//! Control-plane message types.
//!
//! These are **transport-agnostic** logical messages exchanged over an
//! engine's control connection (plus the one-off `ConnectionReady`
//! handshake on data connections):
//! - coordinator → engine: `EngineHelloAck`, `Ping`, `SessionOpen`,
//!   `SessionClose`, `SessionJoin`, `SessionResize`, `ExecCommand`,
//!   `PortCheck`.
//! - engine → coordinator: `EngineHello`, `Pong`, `SessionOpenResult`,
//!   `SessionClosed`, `ConnectionReady`, `ExecCommandResult`,
//!   `PortCheckResult`.
//!
//! `Ping` / `Pong` flow both ways.
//!
//! Note: the binary envelope encoding lives in the `cplane-protocol`
//! crate; this module is purely logical.

use crate::session_type::SessionType;

/// One control envelope.
#[derive(Debug, Clone, PartialEq, Eq)]
pub enum ControlMessage {
    EngineHello(EngineHello),
    EngineHelloAck(EngineHelloAck),
    Ping(Ping),
    Pong(Pong),
    ConnectionReady(ConnectionReady),
    SessionOpen(SessionOpen),
    SessionOpenResult(SessionOpenResult),
    SessionClose(SessionClose),
    SessionClosed(SessionClosed),
    SessionJoin(SessionJoin),
    SessionResize(SessionResize),
    ExecCommand(ExecCommand),
    ExecCommandResult(ExecCommandResult),
    PortCheck(PortCheck),
    PortCheckResult(PortCheckResult),
}

impl ControlMessage {
    /// Short name of the variant, for logs.
    pub fn kind(&self) -> &'static str {
        match self {
            ControlMessage::EngineHello(_) => "EngineHello",
            ControlMessage::EngineHelloAck(_) => "EngineHelloAck",
            ControlMessage::Ping(_) => "Ping",
            ControlMessage::Pong(_) => "Pong",
            ControlMessage::ConnectionReady(_) => "ConnectionReady",
            ControlMessage::SessionOpen(_) => "SessionOpen",
            ControlMessage::SessionOpenResult(_) => "SessionOpenResult",
            ControlMessage::SessionClose(_) => "SessionClose",
            ControlMessage::SessionClosed(_) => "SessionClosed",
            ControlMessage::SessionJoin(_) => "SessionJoin",
            ControlMessage::SessionResize(_) => "SessionResize",
            ControlMessage::ExecCommand(_) => "ExecCommand",
            ControlMessage::ExecCommandResult(_) => "ExecCommandResult",
            ControlMessage::PortCheck(_) => "PortCheck",
            ControlMessage::PortCheckResult(_) => "PortCheckResult",
        }
    }
}

/// First message on a control connection.
#[derive(Debug, Clone, PartialEq, Eq)]
pub struct EngineHello {
    /// Engine build version, informational only.
    pub version: String,

    /// Secret issued when the engine was registered. `None` means the
    /// engine was started without one and will be refused.
    pub registration_token: Option<String>,
}

/// Coordinator's answer to `EngineHello`.
#[derive(Debug, Clone, PartialEq, Eq)]
pub struct EngineHelloAck {
    pub accepted: bool,
    pub server_version: String,
}

/// Heartbeat probe. `timestamp` is Unix time in milliseconds.
#[derive(Debug, Clone, Copy, PartialEq, Eq)]
pub struct Ping {
    pub timestamp: u64,
}

/// Heartbeat answer; echoes the probe's timestamp.
#[derive(Debug, Clone, Copy, PartialEq, Eq)]
pub struct Pong {
    pub timestamp: u64,
}

/// First (and only framed) message on a data connection.
///
/// Everything after this frame on the same socket is raw session bytes.
#[derive(Debug, Clone, PartialEq, Eq)]
pub struct ConnectionReady {
    pub session_id: String,
}

/// A `key = value` connection parameter (credentials, display size,
/// terminal type, ...). Interpretation is up to the engine.
#[derive(Debug, Clone, PartialEq, Eq)]
pub struct ConnectionParam {
    pub key: String,
    pub value: String,
}

impl ConnectionParam {
    pub fn new(key: impl Into<String>, value: impl Into<String>) -> Self {
        ConnectionParam {
            key: key.into(),
            value: value.into(),
        }
    }
}

/// Intermediate SSH host the engine must hop through to reach a target.
#[derive(Debug, Clone, PartialEq, Eq)]
pub struct JumpHost {
    pub host: String,
    pub port: u16,
    pub username: String,
    pub password: Option<String>,
    pub private_key: Option<String>,
    pub passphrase: Option<String>,
}

impl JumpHost {
    /// Default SSH port used when a jump host does not specify one.
    pub const DEFAULT_PORT: u16 = 22;

    pub fn new(host: impl Into<String>, username: impl Into<String>) -> Self {
        JumpHost {
            host: host.into(),
            port: Self::DEFAULT_PORT,
            username: username.into(),
            password: None,
            private_key: None,
            passphrase: None,
        }
    }
}

/// Ask an engine to open a remote session.
#[derive(Debug, Clone, PartialEq, Eq)]
pub struct SessionOpen {
    pub session_id: String,
    pub session_type: SessionType,
    pub host: String,
    pub port: u16,
    pub params: Vec<ConnectionParam>,
    pub jump_hosts: Vec<JumpHost>,
}

/// Engine's verdict on a `SessionOpen`.
#[derive(Debug, Clone, PartialEq, Eq)]
pub struct SessionOpenResult {
    pub session_id: String,
    pub success: bool,
    pub error_message: Option<String>,
    pub connection_id: Option<String>,
}

#[derive(Debug, Clone, PartialEq, Eq)]
pub struct SessionClose {
    pub session_id: String,
}

/// Engine-side notification that a session ended.
#[derive(Debug, Clone, PartialEq, Eq)]
pub struct SessionClosed {
    pub session_id: String,
    pub reason: String,
}

/// Ask the engine to open one more data connection for an existing
/// session (e.g. a spectator).
#[derive(Debug, Clone, PartialEq, Eq)]
pub struct SessionJoin {
    pub session_id: String,
}

/// Terminal / display resize for a live session.
#[derive(Debug, Clone, PartialEq, Eq)]
pub struct SessionResize {
    pub session_id: String,
    pub cols: u16,
    pub rows: u16,
}

/// One-shot command execution on a remote host.
#[derive(Debug, Clone, PartialEq, Eq)]
pub struct ExecCommand {
    pub request_id: String,
    pub host: String,
    pub port: u16,
    pub params: Vec<ConnectionParam>,
    pub command: String,
    pub jump_hosts: Vec<JumpHost>,
}

/// Outcome of an `ExecCommand`.
///
/// A non-zero `exit_code` is not a failure at this layer; `success`
/// only reports whether the engine managed to run the command at all.
#[derive(Debug, Clone, PartialEq, Eq)]
pub struct ExecCommandResult {
    pub request_id: String,
    pub success: bool,
    pub stdout: String,
    pub stderr: String,
    pub exit_code: i32,
    pub error_message: Option<String>,
}

#[derive(Debug, Clone, PartialEq, Eq)]
pub struct PortCheckTarget {
    pub id: String,
    pub host: String,
    pub port: u16,
}

/// Reachability probe for a batch of `host:port` targets.
#[derive(Debug, Clone, PartialEq, Eq)]
pub struct PortCheck {
    pub request_id: String,
    pub targets: Vec<PortCheckTarget>,

    /// Per-target connect timeout the engine should use.
    pub timeout_ms: u32,
}

#[derive(Debug, Clone, PartialEq, Eq)]
pub struct PortCheckEntry {
    pub id: String,
    pub online: bool,
}

#[derive(Debug, Clone, PartialEq, Eq)]
pub struct PortCheckResult {
    pub request_id: String,
    pub results: Vec<PortCheckEntry>,
}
____________________
— What to produce —
Copy every line of the listing that includes the string "SessionResize".

— Written response —
//!   `SessionClose`, `SessionJoin`, `SessionResize`, `ExecCommand`,
    SessionResize(SessionResize),
            ControlMessage::SessionResize(_) => "SessionResize",
pub struct SessionResize {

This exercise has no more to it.